:: Extracted data ::
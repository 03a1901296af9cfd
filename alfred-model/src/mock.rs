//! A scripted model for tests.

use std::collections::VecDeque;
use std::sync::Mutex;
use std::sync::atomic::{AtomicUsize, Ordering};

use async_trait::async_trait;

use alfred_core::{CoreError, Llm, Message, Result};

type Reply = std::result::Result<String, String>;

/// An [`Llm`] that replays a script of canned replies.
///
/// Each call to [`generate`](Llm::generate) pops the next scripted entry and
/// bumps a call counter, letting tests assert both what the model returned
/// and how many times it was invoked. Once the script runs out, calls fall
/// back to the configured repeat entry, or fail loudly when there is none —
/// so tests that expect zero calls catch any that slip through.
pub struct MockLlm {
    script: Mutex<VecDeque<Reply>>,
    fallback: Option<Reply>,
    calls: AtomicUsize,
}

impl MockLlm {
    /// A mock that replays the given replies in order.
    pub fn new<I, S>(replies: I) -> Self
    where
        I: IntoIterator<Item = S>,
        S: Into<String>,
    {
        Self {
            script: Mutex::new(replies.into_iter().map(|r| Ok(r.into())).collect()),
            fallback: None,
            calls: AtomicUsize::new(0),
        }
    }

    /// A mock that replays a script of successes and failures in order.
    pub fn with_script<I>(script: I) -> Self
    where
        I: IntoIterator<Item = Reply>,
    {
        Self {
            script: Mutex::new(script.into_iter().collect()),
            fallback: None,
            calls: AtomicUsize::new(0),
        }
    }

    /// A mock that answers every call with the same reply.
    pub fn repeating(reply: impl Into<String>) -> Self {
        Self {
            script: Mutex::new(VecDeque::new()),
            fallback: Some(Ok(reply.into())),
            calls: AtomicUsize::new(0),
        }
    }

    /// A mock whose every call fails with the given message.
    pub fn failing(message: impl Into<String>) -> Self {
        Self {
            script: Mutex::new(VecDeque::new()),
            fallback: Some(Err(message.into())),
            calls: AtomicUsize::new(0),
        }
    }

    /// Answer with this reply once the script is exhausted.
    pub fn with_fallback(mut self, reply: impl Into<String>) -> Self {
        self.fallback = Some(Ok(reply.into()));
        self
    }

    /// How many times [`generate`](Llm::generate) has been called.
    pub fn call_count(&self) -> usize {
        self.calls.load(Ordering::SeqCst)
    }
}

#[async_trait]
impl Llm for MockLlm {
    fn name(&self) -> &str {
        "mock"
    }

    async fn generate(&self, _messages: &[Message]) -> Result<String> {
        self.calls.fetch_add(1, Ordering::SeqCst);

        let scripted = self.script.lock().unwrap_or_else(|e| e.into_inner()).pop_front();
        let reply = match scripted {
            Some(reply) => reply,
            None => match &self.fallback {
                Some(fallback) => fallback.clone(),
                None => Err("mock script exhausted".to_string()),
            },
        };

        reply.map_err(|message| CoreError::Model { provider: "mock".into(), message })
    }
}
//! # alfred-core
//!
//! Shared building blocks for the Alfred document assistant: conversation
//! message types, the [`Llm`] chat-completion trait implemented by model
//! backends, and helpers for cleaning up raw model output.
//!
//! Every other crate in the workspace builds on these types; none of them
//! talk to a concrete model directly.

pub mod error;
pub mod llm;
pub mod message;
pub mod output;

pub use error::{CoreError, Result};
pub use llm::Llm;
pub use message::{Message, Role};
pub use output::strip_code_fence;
:::
:: Extracted data ::
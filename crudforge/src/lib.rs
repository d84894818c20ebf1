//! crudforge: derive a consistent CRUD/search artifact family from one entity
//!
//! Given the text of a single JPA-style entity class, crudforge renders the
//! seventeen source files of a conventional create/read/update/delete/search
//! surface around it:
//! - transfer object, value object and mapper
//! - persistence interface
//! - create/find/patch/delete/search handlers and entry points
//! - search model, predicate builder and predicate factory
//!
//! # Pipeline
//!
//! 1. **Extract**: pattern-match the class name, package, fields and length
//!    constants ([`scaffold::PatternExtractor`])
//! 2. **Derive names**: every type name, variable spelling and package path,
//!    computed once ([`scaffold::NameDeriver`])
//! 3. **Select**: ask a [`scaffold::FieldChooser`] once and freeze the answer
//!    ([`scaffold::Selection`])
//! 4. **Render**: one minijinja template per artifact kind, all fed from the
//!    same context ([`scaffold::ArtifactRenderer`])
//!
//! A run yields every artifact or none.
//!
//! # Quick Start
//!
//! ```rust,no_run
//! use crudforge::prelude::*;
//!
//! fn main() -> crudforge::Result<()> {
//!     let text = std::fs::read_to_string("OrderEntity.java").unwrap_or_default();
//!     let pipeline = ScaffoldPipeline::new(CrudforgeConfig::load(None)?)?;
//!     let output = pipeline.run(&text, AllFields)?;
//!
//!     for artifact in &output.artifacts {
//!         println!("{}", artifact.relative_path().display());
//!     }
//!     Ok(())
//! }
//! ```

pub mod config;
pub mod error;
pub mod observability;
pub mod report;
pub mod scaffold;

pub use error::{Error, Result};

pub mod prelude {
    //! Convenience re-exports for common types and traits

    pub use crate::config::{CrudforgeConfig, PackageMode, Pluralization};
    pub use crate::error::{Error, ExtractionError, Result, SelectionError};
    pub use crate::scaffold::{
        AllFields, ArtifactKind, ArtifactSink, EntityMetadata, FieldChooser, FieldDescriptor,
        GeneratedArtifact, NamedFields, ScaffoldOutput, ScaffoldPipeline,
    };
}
:::
:: Extracted data ::
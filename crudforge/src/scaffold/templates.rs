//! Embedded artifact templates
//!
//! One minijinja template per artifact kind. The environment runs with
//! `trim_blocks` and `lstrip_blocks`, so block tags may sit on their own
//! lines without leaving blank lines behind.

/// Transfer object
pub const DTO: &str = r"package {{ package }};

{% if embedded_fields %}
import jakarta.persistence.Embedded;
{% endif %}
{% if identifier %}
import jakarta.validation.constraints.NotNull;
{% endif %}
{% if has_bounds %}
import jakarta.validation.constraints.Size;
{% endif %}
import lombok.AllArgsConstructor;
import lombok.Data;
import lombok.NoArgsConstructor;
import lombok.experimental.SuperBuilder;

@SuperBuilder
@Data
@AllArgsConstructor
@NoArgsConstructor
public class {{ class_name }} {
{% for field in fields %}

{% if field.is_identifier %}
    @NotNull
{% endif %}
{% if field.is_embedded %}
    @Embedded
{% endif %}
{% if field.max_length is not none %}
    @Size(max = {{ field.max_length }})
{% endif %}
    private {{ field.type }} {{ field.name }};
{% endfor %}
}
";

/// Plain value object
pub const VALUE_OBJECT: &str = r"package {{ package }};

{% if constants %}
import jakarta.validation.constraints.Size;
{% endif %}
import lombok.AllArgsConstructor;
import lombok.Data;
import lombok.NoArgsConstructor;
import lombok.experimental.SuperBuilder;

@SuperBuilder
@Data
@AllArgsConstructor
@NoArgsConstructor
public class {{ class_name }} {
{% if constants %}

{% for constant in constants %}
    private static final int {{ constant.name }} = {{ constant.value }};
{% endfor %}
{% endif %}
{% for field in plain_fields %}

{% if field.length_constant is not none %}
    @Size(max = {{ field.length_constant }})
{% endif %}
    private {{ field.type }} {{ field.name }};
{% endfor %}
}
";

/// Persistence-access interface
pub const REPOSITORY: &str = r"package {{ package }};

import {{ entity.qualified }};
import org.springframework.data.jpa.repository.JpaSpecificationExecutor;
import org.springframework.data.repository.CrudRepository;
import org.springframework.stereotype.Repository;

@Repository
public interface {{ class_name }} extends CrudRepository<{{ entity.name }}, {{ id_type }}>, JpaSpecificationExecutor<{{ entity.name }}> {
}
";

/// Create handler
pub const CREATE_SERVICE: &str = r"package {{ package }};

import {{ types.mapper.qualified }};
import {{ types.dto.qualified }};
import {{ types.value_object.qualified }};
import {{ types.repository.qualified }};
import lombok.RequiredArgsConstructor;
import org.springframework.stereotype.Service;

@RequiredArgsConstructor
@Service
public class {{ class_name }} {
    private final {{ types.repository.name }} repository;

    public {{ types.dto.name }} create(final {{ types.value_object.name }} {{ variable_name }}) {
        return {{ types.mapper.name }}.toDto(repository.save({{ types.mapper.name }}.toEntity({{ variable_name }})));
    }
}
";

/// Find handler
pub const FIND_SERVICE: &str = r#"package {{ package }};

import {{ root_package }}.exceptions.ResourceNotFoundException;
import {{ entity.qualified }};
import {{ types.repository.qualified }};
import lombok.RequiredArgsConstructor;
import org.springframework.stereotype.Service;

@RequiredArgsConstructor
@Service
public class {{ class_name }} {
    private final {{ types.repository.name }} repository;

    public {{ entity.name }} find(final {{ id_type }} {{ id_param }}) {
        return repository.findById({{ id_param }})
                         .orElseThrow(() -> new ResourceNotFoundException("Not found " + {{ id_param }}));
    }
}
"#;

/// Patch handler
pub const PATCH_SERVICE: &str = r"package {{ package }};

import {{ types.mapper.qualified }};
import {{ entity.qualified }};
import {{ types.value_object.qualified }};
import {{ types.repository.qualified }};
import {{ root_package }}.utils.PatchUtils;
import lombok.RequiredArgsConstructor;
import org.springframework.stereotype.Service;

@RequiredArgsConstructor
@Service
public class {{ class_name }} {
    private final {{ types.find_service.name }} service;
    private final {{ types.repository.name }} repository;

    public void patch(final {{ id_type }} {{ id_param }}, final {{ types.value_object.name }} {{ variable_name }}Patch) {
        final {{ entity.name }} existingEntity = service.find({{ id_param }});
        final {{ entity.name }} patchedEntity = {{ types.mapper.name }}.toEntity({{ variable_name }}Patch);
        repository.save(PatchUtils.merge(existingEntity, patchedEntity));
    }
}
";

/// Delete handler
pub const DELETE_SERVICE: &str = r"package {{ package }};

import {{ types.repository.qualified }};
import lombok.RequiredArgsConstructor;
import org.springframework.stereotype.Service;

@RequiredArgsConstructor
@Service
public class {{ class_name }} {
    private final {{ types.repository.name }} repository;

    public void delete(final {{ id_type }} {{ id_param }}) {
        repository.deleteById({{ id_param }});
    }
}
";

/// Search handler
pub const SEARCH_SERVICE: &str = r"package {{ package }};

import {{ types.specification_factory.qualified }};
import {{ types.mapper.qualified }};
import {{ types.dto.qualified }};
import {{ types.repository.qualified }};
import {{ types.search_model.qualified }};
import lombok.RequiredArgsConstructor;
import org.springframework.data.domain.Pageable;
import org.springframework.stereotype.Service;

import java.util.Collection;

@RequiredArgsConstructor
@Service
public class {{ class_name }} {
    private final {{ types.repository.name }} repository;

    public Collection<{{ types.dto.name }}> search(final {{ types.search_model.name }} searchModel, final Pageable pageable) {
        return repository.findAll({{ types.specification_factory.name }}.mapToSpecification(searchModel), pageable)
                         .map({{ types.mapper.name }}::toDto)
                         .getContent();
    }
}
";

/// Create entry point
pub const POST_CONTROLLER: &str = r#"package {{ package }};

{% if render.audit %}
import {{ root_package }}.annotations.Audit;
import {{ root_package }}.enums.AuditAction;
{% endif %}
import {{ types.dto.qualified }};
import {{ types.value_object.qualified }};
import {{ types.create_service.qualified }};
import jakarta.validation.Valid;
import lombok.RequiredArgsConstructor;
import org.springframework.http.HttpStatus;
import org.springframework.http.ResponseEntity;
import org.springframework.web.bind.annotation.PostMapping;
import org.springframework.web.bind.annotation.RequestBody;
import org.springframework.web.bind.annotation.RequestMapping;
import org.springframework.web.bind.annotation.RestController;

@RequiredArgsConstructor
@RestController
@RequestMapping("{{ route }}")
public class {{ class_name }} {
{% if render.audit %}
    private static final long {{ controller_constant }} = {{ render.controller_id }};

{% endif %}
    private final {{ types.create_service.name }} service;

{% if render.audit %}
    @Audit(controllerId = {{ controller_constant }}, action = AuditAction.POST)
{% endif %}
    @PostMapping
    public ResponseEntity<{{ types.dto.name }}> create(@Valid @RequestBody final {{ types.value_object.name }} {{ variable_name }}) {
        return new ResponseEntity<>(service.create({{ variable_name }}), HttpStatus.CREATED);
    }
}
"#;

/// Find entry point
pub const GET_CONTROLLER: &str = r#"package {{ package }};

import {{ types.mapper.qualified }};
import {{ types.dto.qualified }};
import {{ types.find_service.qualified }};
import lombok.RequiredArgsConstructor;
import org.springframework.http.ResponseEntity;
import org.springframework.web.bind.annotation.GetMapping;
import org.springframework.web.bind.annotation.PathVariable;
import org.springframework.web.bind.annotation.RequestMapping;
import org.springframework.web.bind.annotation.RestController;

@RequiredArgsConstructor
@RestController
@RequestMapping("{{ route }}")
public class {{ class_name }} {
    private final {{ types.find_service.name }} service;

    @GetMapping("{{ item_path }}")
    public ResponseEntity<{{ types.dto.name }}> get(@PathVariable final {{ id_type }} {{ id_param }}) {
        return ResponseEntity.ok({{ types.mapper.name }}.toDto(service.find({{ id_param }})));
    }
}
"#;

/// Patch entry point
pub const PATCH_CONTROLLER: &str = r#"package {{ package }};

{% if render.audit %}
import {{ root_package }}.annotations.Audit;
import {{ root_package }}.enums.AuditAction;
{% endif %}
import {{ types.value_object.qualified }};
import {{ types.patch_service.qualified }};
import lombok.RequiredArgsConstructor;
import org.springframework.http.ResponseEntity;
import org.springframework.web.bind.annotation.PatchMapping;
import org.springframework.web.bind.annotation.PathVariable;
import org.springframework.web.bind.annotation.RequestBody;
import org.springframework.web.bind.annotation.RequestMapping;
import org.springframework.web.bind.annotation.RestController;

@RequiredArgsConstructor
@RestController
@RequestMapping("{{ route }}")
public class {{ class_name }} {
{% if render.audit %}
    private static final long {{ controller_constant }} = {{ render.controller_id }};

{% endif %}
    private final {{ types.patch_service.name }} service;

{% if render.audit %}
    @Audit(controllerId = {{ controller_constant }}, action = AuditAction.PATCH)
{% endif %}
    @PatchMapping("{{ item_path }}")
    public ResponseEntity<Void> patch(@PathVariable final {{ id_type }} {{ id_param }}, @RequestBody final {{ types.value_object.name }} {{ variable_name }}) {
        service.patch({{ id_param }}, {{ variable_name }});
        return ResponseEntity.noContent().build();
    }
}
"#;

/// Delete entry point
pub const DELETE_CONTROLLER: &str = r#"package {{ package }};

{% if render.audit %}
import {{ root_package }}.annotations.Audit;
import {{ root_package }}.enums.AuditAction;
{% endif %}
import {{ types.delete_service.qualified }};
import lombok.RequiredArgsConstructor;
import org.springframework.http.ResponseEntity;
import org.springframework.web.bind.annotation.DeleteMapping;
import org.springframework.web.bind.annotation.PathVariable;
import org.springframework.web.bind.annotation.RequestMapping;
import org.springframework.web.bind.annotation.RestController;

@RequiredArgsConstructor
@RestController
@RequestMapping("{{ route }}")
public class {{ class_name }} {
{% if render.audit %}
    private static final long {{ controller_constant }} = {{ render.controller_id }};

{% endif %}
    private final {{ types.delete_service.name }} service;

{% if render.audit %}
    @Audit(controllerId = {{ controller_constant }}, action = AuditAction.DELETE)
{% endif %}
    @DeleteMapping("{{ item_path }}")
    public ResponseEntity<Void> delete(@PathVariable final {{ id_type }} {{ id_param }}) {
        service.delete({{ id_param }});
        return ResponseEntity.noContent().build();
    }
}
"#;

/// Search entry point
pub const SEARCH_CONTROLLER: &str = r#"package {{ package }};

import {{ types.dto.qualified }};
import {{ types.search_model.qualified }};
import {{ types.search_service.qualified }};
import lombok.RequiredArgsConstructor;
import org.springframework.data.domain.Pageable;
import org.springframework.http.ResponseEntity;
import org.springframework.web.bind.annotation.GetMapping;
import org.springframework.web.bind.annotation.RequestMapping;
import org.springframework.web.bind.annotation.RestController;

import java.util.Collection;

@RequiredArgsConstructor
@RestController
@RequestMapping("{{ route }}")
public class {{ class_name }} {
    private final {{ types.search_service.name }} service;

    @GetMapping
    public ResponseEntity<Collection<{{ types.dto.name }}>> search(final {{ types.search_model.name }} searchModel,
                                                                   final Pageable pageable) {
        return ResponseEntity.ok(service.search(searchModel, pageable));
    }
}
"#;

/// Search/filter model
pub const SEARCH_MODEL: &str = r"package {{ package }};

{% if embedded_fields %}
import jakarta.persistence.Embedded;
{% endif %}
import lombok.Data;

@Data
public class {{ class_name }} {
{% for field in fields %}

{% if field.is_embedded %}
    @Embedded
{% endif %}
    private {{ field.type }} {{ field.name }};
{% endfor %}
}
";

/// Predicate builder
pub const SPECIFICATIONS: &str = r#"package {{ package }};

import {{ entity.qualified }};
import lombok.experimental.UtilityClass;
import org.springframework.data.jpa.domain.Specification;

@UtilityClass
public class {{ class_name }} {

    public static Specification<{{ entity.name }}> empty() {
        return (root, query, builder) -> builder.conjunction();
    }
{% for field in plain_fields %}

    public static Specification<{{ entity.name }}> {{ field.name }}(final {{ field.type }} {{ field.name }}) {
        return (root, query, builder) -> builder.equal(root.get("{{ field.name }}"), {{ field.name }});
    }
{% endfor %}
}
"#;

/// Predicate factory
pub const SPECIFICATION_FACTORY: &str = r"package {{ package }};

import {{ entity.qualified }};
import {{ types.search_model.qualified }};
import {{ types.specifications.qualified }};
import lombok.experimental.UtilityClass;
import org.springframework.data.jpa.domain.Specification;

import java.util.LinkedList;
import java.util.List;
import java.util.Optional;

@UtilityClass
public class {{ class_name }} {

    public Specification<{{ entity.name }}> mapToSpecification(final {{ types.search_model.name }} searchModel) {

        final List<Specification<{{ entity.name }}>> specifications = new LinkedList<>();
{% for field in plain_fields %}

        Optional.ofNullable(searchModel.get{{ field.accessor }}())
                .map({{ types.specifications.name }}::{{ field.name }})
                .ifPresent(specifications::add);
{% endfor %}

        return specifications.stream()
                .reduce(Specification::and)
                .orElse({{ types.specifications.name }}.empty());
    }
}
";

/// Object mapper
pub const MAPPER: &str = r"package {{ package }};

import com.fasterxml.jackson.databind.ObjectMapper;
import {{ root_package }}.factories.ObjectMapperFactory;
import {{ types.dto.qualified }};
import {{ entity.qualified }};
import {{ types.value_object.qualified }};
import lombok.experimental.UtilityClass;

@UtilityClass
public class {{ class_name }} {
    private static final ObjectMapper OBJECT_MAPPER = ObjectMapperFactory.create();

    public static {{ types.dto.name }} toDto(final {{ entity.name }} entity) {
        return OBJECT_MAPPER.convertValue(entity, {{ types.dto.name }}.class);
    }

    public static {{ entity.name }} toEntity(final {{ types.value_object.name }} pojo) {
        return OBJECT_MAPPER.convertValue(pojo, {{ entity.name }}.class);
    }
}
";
:::
### What to work on
A single integer is the expected output: the number of lines in the data that include the word "interface".

### Answer box
3